• [To do] Filtering the records below, copy only those lines that include the word "async".

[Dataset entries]
_ _ _

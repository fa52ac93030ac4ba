use actix_web::{HttpRequest, HttpResponse, Result as ActixResult, web};
use once_cell::sync::Lazy;

use crate::middlewares::{RequireRole, RequireSession};
use crate::models::{SessionContext, classes::requests::CreateClassForm, users::entities::UserRole};
use crate::services::ClassService;
use crate::utils::SafeClassIdI64;

// 懒加载的全局 ClassService 实例
static CLASS_SERVICE: Lazy<ClassService> = Lazy::new(ClassService::new_lazy);

pub async fn create_class(
    req: HttpRequest,
    session: SessionContext,
    form: web::Form<CreateClassForm>,
) -> ActixResult<HttpResponse> {
    CLASS_SERVICE
        .create_class(&session, form.into_inner(), &req)
        .await
}

pub async fn start_class(
    req: HttpRequest,
    session: SessionContext,
    path: SafeClassIdI64,
) -> ActixResult<HttpResponse> {
    CLASS_SERVICE.start_class(&session, path.0, &req).await
}

pub async fn live_class(
    req: HttpRequest,
    session: SessionContext,
    path: SafeClassIdI64,
) -> ActixResult<HttpResponse> {
    CLASS_SERVICE.live_class(&session, path.0, &req).await
}

pub async fn schedule(req: HttpRequest, session: SessionContext) -> ActixResult<HttpResponse> {
    CLASS_SERVICE.schedule(&session, &req).await
}

// 配置路由
pub fn configure_classes_routes(cfg: &mut web::ServiceConfig) {
    cfg.service(
        web::resource("/create_class")
            .wrap(RequireRole::new(UserRole::Teacher))
            .wrap(RequireSession)
            .route(web::post().to(create_class)),
    )
    .service(
        web::resource("/start_class/{class_id}")
            .wrap(RequireRole::new(UserRole::Teacher))
            .wrap(RequireSession)
            .route(web::get().to(start_class)),
    )
    .service(
        web::resource("/live_class/{class_id}")
            .wrap(RequireSession)
            .route(web::get().to(live_class)),
    )
    .service(
        web::resource("/schedule")
            .wrap(RequireSession)
            .route(web::get().to(schedule)),
    );
}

_ _ _

• [Exercise result]
pub async fn create_class(
pub async fn start_class(
pub async fn live_class(
pub async fn schedule(req: HttpRequest, session: SessionContext) -> ActixResult<HttpResponse> {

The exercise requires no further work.